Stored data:
****************************************

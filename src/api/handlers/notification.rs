//! Notification handlers: admin CRUD plus the visitor-facing
//! select/dismiss/click flow.

use axum::extract::{Path, Query, State};
use axum::http::StatusCode;
use axum::response::IntoResponse;
use axum::routing::{get, post};
use axum::{Json, Router};

use crate::api::dto::{
    ClickNotificationResponse, EngagementRequest, NotificationListResponse, NotificationPayload,
    NotificationResponse, PaginationMeta, PaginationParams, PresentedNotificationDto,
    SelectNotificationRequest, SelectNotificationResponse,
};
use crate::app_state::AppState;
use crate::domain::{NotificationId, SessionId};
use crate::error::{ErrorResponse, GatewayError};

/// `POST /notifications` — Create a notification.
///
/// # Errors
///
/// Returns [`GatewayError::PersistenceError`] if the write fails.
#[utoipa::path(
    post,
    path = "/api/v1/notifications",
    tag = "Notifications",
    summary = "Create a notification",
    description = "Creates a notification campaign. In `display_pages` the entry `all` acts as a wildcard covering every page.",
    request_body = NotificationPayload,
    responses(
        (status = 201, description = "Notification created", body = NotificationResponse),
        (status = 400, description = "Invalid request", body = ErrorResponse),
    )
)]
pub async fn create_notification(
    State(state): State<AppState>,
    Json(req): Json<NotificationPayload>,
) -> Result<impl IntoResponse, GatewayError> {
    if req.title.trim().is_empty() {
        return Err(GatewayError::InvalidRequest(
            "title must not be empty".to_string(),
        ));
    }
    let created = state.notifications.create(req.into_draft()).await?;
    Ok((StatusCode::CREATED, Json(NotificationResponse::from(created))))
}

/// `GET /notifications` — List notifications with pagination.
#[utoipa::path(
    get,
    path = "/api/v1/notifications",
    tag = "Notifications",
    summary = "List notifications",
    description = "Returns a paginated list of all configured notifications in catalog order.",
    params(PaginationParams),
    responses(
        (status = 200, description = "Paginated notification list", body = NotificationListResponse),
    )
)]
pub async fn list_notifications(
    State(state): State<AppState>,
    Query(params): Query<PaginationParams>,
) -> impl IntoResponse {
    let (page, per_page) = params.clamped();
    let all = state.notifications.list().await;
    let total = all.len() as u64;

    let start = params.offset();
    let data: Vec<NotificationResponse> = all
        .into_iter()
        .skip(start)
        .take(per_page as usize)
        .map(NotificationResponse::from)
        .collect();

    Json(NotificationListResponse {
        data,
        pagination: PaginationMeta {
            page,
            per_page,
            total,
        },
    })
}

/// `GET /notifications/:id` — Get one notification.
///
/// # Errors
///
/// Returns [`GatewayError::NotificationNotFound`] if the ID is unknown.
#[utoipa::path(
    get,
    path = "/api/v1/notifications/{id}",
    tag = "Notifications",
    summary = "Get a notification",
    description = "Returns the full definition of a single notification.",
    params(
        ("id" = uuid::Uuid, Path, description = "Notification UUID"),
    ),
    responses(
        (status = 200, description = "Notification details", body = NotificationResponse),
        (status = 404, description = "Notification not found", body = ErrorResponse),
    )
)]
pub async fn get_notification(
    State(state): State<AppState>,
    Path(id): Path<uuid::Uuid>,
) -> Result<impl IntoResponse, GatewayError> {
    let definition = state
        .notifications
        .get(NotificationId::from_uuid(id))
        .await?;
    Ok(Json(NotificationResponse::from(definition)))
}

/// `PUT /notifications/:id` — Update a notification.
///
/// # Errors
///
/// Returns [`GatewayError::NotificationNotFound`] if the ID is unknown.
#[utoipa::path(
    put,
    path = "/api/v1/notifications/{id}",
    tag = "Notifications",
    summary = "Update a notification",
    description = "Replaces all editable fields of a notification. Identity and creation time are preserved.",
    params(
        ("id" = uuid::Uuid, Path, description = "Notification UUID"),
    ),
    request_body = NotificationPayload,
    responses(
        (status = 200, description = "Notification updated", body = NotificationResponse),
        (status = 404, description = "Notification not found", body = ErrorResponse),
    )
)]
pub async fn update_notification(
    State(state): State<AppState>,
    Path(id): Path<uuid::Uuid>,
    Json(req): Json<NotificationPayload>,
) -> Result<impl IntoResponse, GatewayError> {
    let updated = state
        .notifications
        .update(NotificationId::from_uuid(id), req.into_draft())
        .await?;
    Ok(Json(NotificationResponse::from(updated)))
}

/// `DELETE /notifications/:id` — Delete a notification.
///
/// # Errors
///
/// Returns [`GatewayError::NotificationNotFound`] if the ID is unknown.
#[utoipa::path(
    delete,
    path = "/api/v1/notifications/{id}",
    tag = "Notifications",
    summary = "Delete a notification",
    description = "Removes a notification from the catalog. Existing view records are kept.",
    params(
        ("id" = uuid::Uuid, Path, description = "Notification UUID"),
    ),
    responses(
        (status = 204, description = "Notification deleted"),
        (status = 404, description = "Notification not found", body = ErrorResponse),
    )
)]
pub async fn delete_notification(
    State(state): State<AppState>,
    Path(id): Path<uuid::Uuid>,
) -> Result<impl IntoResponse, GatewayError> {
    state
        .notifications
        .delete(NotificationId::from_uuid(id))
        .await?;
    Ok(StatusCode::NO_CONTENT)
}

/// `POST /notifications/select` — Pick a notification for a page.
#[utoipa::path(
    post,
    path = "/api/v1/notifications/select",
    tag = "Notifications",
    summary = "Select a notification to display",
    description = "Evaluates frequency and page rules for the session and returns at most one notification. Selection is recorded as a view.",
    request_body = SelectNotificationRequest,
    responses(
        (status = 200, description = "Selection result, possibly empty", body = SelectNotificationResponse),
    )
)]
pub async fn select_notification(
    State(state): State<AppState>,
    Json(req): Json<SelectNotificationRequest>,
) -> impl IntoResponse {
    let session = SessionId::from_uuid(req.session_id);
    let chosen = state.notifications.select_for_page(session, &req.page).await;
    Json(SelectNotificationResponse {
        notification: chosen.map(PresentedNotificationDto::from),
    })
}

/// `POST /notifications/:id/dismiss` — Dismiss a presented notification.
///
/// # Errors
///
/// Returns [`GatewayError::ViewRecordNotFound`] if the session was never
/// shown this notification.
#[utoipa::path(
    post,
    path = "/api/v1/notifications/{id}/dismiss",
    tag = "Notifications",
    summary = "Dismiss a notification",
    description = "Marks the session's latest presentation of this notification as dismissed.",
    params(
        ("id" = uuid::Uuid, Path, description = "Notification UUID"),
    ),
    request_body = EngagementRequest,
    responses(
        (status = 204, description = "Dismissal recorded"),
        (status = 404, description = "No presentation to dismiss", body = ErrorResponse),
    )
)]
pub async fn dismiss_notification(
    State(state): State<AppState>,
    Path(id): Path<uuid::Uuid>,
    Json(req): Json<EngagementRequest>,
) -> Result<impl IntoResponse, GatewayError> {
    let session = SessionId::from_uuid(req.session_id);
    state
        .notifications
        .dismiss(NotificationId::from_uuid(id), session)
        .await?;
    Ok(StatusCode::NO_CONTENT)
}

/// `POST /notifications/:id/click` — Record a click on a notification.
///
/// # Errors
///
/// Returns [`GatewayError::ViewRecordNotFound`] if the session was never
/// shown this notification.
#[utoipa::path(
    post,
    path = "/api/v1/notifications/{id}/click",
    tag = "Notifications",
    summary = "Click a notification",
    description = "Marks the session's latest presentation as clicked and returns the notification's link URL.",
    params(
        ("id" = uuid::Uuid, Path, description = "Notification UUID"),
    ),
    request_body = EngagementRequest,
    responses(
        (status = 200, description = "Click recorded", body = ClickNotificationResponse),
        (status = 404, description = "No presentation to click", body = ErrorResponse),
    )
)]
pub async fn click_notification(
    State(state): State<AppState>,
    Path(id): Path<uuid::Uuid>,
    Json(req): Json<EngagementRequest>,
) -> Result<impl IntoResponse, GatewayError> {
    let session = SessionId::from_uuid(req.session_id);
    let link_url = state
        .notifications
        .click(NotificationId::from_uuid(id), session)
        .await?;
    Ok(Json(ClickNotificationResponse { link_url }))
}

/// Notification routes.
pub fn routes() -> Router<AppState> {
    Router::new()
        .route(
            "/notifications",
            post(create_notification).get(list_notifications),
        )
        .route("/notifications/select", post(select_notification))
        .route(
            "/notifications/{id}",
            get(get_notification)
                .put(update_notification)
                .delete(delete_notification),
        )
        .route("/notifications/{id}/dismiss", post(dismiss_notification))
        .route("/notifications/{id}/click", post(click_notification))
}
//! Metrics handlers for the operator dashboard.

use axum::extract::State;
use axum::response::IntoResponse;
use axum::routing::get;
use axum::{Json, Router};

use crate::api::dto::MetricsSnapshotResponse;
use crate::app_state::AppState;

/// `GET /metrics/snapshot` — Current metrics snapshot.
#[utoipa::path(
    get,
    path = "/api/v1/metrics/snapshot",
    tag = "Metrics",
    summary = "Current metrics snapshot",
    description = "Returns the live aggregate: total views, total clicks, active sessions, and the ten most recent activity entries.",
    responses(
        (status = 200, description = "Current snapshot", body = MetricsSnapshotResponse),
    )
)]
pub async fn metrics_snapshot(State(state): State<AppState>) -> impl IntoResponse {
    let snapshot = state.metrics.snapshot().await;
    Json(MetricsSnapshotResponse::from(snapshot))
}

/// Metrics routes.
pub fn routes() -> Router<AppState> {
    Router::new().route("/metrics/snapshot", get(metrics_snapshot))
}
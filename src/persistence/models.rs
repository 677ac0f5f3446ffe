//! Typed database rows and their domain conversions.
//!
//! Enum-valued columns (`kind`, `display_frequency`) are stored as text
//! and parsed here; a row with an unknown value surfaces as a
//! [`GatewayError::PersistenceError`] instead of leaking a loose string
//! into the domain.

use chrono::{DateTime, Utc};
use uuid::Uuid;

use crate::domain::{
    DisplayFrequency, DisplayPages, NotificationDefinition, NotificationId, NotificationKind,
    SessionId, ViewRecord,
};
use crate::error::GatewayError;

/// A row from the `notifications` table.
#[derive(Debug, Clone)]
pub struct NotificationRow {
    /// Notification identifier.
    pub id: Uuid,
    /// Headline.
    pub title: String,
    /// Body content.
    pub content: String,
    /// Kind discriminator (`banner` / `popup` / `modal`).
    pub kind: String,
    /// Frequency discriminator (`always` / `daily` / `session` / `once`).
    pub display_frequency: String,
    /// Page list; the entry `"all"` is the wildcard.
    pub display_pages: Vec<String>,
    /// Selection priority.
    pub priority: i32,
    /// Optional start of the active window.
    pub starts_at: Option<DateTime<Utc>>,
    /// Optional end of the active window.
    pub ends_at: Option<DateTime<Utc>>,
    /// Optional click-through URL.
    pub link_url: Option<String>,
    /// Creation timestamp.
    pub created_at: DateTime<Utc>,
}

impl TryFrom<NotificationRow> for NotificationDefinition {
    type Error = GatewayError;

    fn try_from(row: NotificationRow) -> Result<Self, Self::Error> {
        let kind = NotificationKind::parse(&row.kind).ok_or_else(|| {
            GatewayError::PersistenceError(format!(
                "notification {} has unknown kind {:?}",
                row.id, row.kind
            ))
        })?;
        let frequency = DisplayFrequency::parse(&row.display_frequency).ok_or_else(|| {
            GatewayError::PersistenceError(format!(
                "notification {} has unknown frequency {:?}",
                row.id, row.display_frequency
            ))
        })?;

        Ok(Self {
            id: NotificationId::from_uuid(row.id),
            title: row.title,
            content: row.content,
            kind,
            frequency,
            pages: DisplayPages::from_wildcard_list(row.display_pages),
            priority: row.priority,
            starts_at: row.starts_at,
            ends_at: row.ends_at,
            link_url: row.link_url,
            created_at: row.created_at,
        })
    }
}

/// A row from the `notification_views` table.
#[derive(Debug, Clone)]
pub struct ViewRecordRow {
    /// Presented notification.
    pub notification_id: Uuid,
    /// Session it was presented to.
    pub session_id: Uuid,
    /// Presentation time.
    pub viewed_at: DateTime<Utc>,
    /// Whether the visitor dismissed it.
    pub dismissed: bool,
    /// Whether the visitor clicked it.
    pub clicked: bool,
}

impl From<ViewRecordRow> for ViewRecord {
    fn from(row: ViewRecordRow) -> Self {
        Self {
            notification_id: NotificationId::from_uuid(row.notification_id),
            session_id: SessionId::from_uuid(row.session_id),
            viewed_at: row.viewed_at,
            dismissed: row.dismissed,
            clicked: row.clicked,
        }
    }
}
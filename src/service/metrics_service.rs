//! Realtime metrics aggregator.
//!
//! Seeds a [`MetricsSnapshot`] from one batch of read-only queries, then
//! folds streamed [`ChangeEvent`]s into it on a background task. The task
//! is owned by an [`AggregatorHandle`] and aborted when the handle drops,
//! so no fold runs after logical teardown.

use std::sync::Arc;

use chrono::{Duration, Utc};
use tokio::sync::{RwLock, broadcast};
use tokio::task::JoinHandle;

use crate::domain::metrics::RECENT_ACTIVITY_LIMIT;
use crate::domain::{EventBus, MetricsSnapshot};
use crate::error::GatewayError;
use crate::persistence::Store;

/// Holds the live snapshot and applies the change-event fold.
///
/// All mutation goes through the single consumer task, so readers only
/// ever observe complete snapshots.
#[derive(Debug, Default)]
pub struct MetricsAggregator {
    snapshot: RwLock<MetricsSnapshot>,
}

impl MetricsAggregator {
    /// Creates an aggregator with a zero-value snapshot.
    #[must_use]
    pub fn new() -> Self {
        Self::default()
    }

    /// Seeds the snapshot from current storage totals.
    ///
    /// `active_window` is the trailing window for the active-session
    /// count. If any seed query fails, the snapshot keeps its zero-value
    /// defaults and the error is logged; there is no automatic retry.
    pub async fn seed<S: Store>(&self, store: &S, active_window: Duration) {
        match Self::load_seed(store, active_window).await {
            Ok(seeded) => {
                *self.snapshot.write().await = seeded;
            }
            Err(error) => {
                tracing::error!(%error, "metrics seed failed, keeping zero-value snapshot");
            }
        }
    }

    async fn load_seed<S: Store>(
        store: &S,
        active_window: Duration,
    ) -> Result<MetricsSnapshot, GatewayError> {
        let total_views = store.total_page_views().await?;
        let total_clicks = store.total_clicks().await?;
        let active_users = store.active_sessions_since(Utc::now() - active_window).await?;
        let recent_activities = store
            .recent_activities(RECENT_ACTIVITY_LIMIT as i64)
            .await?;

        Ok(MetricsSnapshot {
            total_views,
            total_clicks,
            active_users,
            recent_activities,
        })
    }

    /// Spawns the fold task consuming the change feed.
    ///
    /// The subscription is created before this returns, so events
    /// published from then on are never missed. Dropping the returned
    /// handle aborts the task and releases the subscription.
    #[must_use]
    pub fn spawn(aggregator: Arc<Self>, bus: &EventBus) -> AggregatorHandle {
        let mut rx = bus.subscribe();
        let task = tokio::spawn(async move {
            loop {
                match rx.recv().await {
                    Ok(event) => {
                        let mut snapshot = aggregator.snapshot.write().await;
                        *snapshot = snapshot.apply(&event);
                    }
                    Err(broadcast::error::RecvError::Lagged(n)) => {
                        tracing::warn!(lagged = n, "metrics aggregator lagged behind change feed");
                    }
                    Err(broadcast::error::RecvError::Closed) => break,
                }
            }
            tracing::debug!("metrics aggregator stopped");
        });
        AggregatorHandle { task }
    }

    /// Returns a copy of the current snapshot.
    pub async fn snapshot(&self) -> MetricsSnapshot {
        self.snapshot.read().await.clone()
    }
}

/// Owns the aggregator's consumer task; aborts it on drop.
#[derive(Debug)]
pub struct AggregatorHandle {
    task: JoinHandle<()>,
}

impl Drop for AggregatorHandle {
    fn drop(&mut self) {
        self.task.abort();
    }
}

#[cfg(test)]
#[allow(clippy::panic)]
mod tests {
    use super::*;
    use crate::domain::{ChangeEvent, SessionId};
    use crate::persistence::memory::MemoryStore;
    use std::time::Duration as StdDuration;

    async fn wait_for<F, Fut>(mut check: F)
    where
        F: FnMut() -> Fut,
        Fut: Future<Output = bool>,
    {
        for _ in 0..100 {
            if check().await {
                return;
            }
            tokio::time::sleep(StdDuration::from_millis(10)).await;
        }
        panic!("condition not reached in time");
    }

    fn view_event(page: &str) -> ChangeEvent {
        ChangeEvent::ViewRecorded {
            entry_id: uuid::Uuid::new_v4(),
            session_id: SessionId::new(),
            page: page.to_string(),
            timestamp: Utc::now(),
        }
    }

    #[tokio::test]
    async fn seed_loads_totals_from_store() {
        let store = MemoryStore::new();
        let session = SessionId::new();
        let _ = store
            .insert_page_view(session, "/", None, Utc::now())
            .await;
        let _ = store
            .insert_page_view(session, "/bonuses", None, Utc::now())
            .await;
        let _ = store.bump_click_counter("casino-royal", 5).await;

        let aggregator = MetricsAggregator::new();
        aggregator.seed(&store, Duration::minutes(5)).await;

        let snapshot = aggregator.snapshot().await;
        assert_eq!(snapshot.total_views, 2);
        assert_eq!(snapshot.total_clicks, 5);
        assert_eq!(snapshot.active_users, 1);
    }

    #[tokio::test]
    async fn seed_failure_keeps_zero_value_snapshot() {
        let store = MemoryStore::with_failing_reads();

        let aggregator = MetricsAggregator::new();
        aggregator.seed(&store, Duration::minutes(5)).await;

        assert_eq!(aggregator.snapshot().await, MetricsSnapshot::default());
    }

    #[tokio::test]
    async fn lagged_receiver_keeps_folding() {
        // Capacity 2 and a current-thread runtime: the fold task cannot
        // run while we publish, so most of the burst is overwritten and
        // the receiver wakes up lagged.
        let bus = EventBus::new(2);
        let aggregator = Arc::new(MetricsAggregator::new());
        let _handle = MetricsAggregator::spawn(Arc::clone(&aggregator), &bus);

        for i in 0..64 {
            bus.publish(view_event(&format!("/burst-{i}")));
        }
        wait_for(|| async { aggregator.snapshot().await.total_views == 2 }).await;

        bus.publish(view_event("/after-lag"));
        wait_for(|| async { aggregator.snapshot().await.total_views == 3 }).await;

        let snapshot = aggregator.snapshot().await;
        assert_eq!(
            snapshot.recent_activities.first().map(|e| e.details.as_str()),
            Some("/after-lag")
        );
    }

    #[tokio::test]
    async fn streamed_events_advance_the_snapshot() {
        let bus = EventBus::new(100);
        let aggregator = Arc::new(MetricsAggregator::new());
        let _handle = MetricsAggregator::spawn(Arc::clone(&aggregator), &bus);

        bus.publish(view_event("/"));
        bus.publish(view_event("/reviews"));
        bus.publish(ChangeEvent::ClickCounterUpdated {
            entry_id: uuid::Uuid::new_v4(),
            target: "casino-royal".to_string(),
            old_value: 0,
            new_value: 4,
            timestamp: Utc::now(),
        });

        wait_for(|| async {
            let s = aggregator.snapshot().await;
            s.total_views == 2 && s.total_clicks == 4
        })
        .await;

        let snapshot = aggregator.snapshot().await;
        assert_eq!(snapshot.recent_activities.len(), 3);
    }

    #[tokio::test]
    async fn dropping_the_handle_stops_the_fold() {
        let bus = EventBus::new(100);
        let aggregator = Arc::new(MetricsAggregator::new());
        let handle = MetricsAggregator::spawn(Arc::clone(&aggregator), &bus);

        bus.publish(view_event("/"));
        wait_for(|| async { aggregator.snapshot().await.total_views == 1 }).await;

        drop(handle);
        // Give the abort a moment to land, then verify no further folds.
        tokio::time::sleep(StdDuration::from_millis(20)).await;
        bus.publish(view_event("/late"));
        tokio::time::sleep(StdDuration::from_millis(50)).await;

        assert_eq!(aggregator.snapshot().await.total_views, 1);
    }
}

****************************************

Your assignment :: Go through the data, and copy each line in which the word "only" appears.

Written solution ::
//! Seeds a [`MetricsSnapshot`] from one batch of read-only queries, then
/// All mutation goes through the single consumer task, so readers only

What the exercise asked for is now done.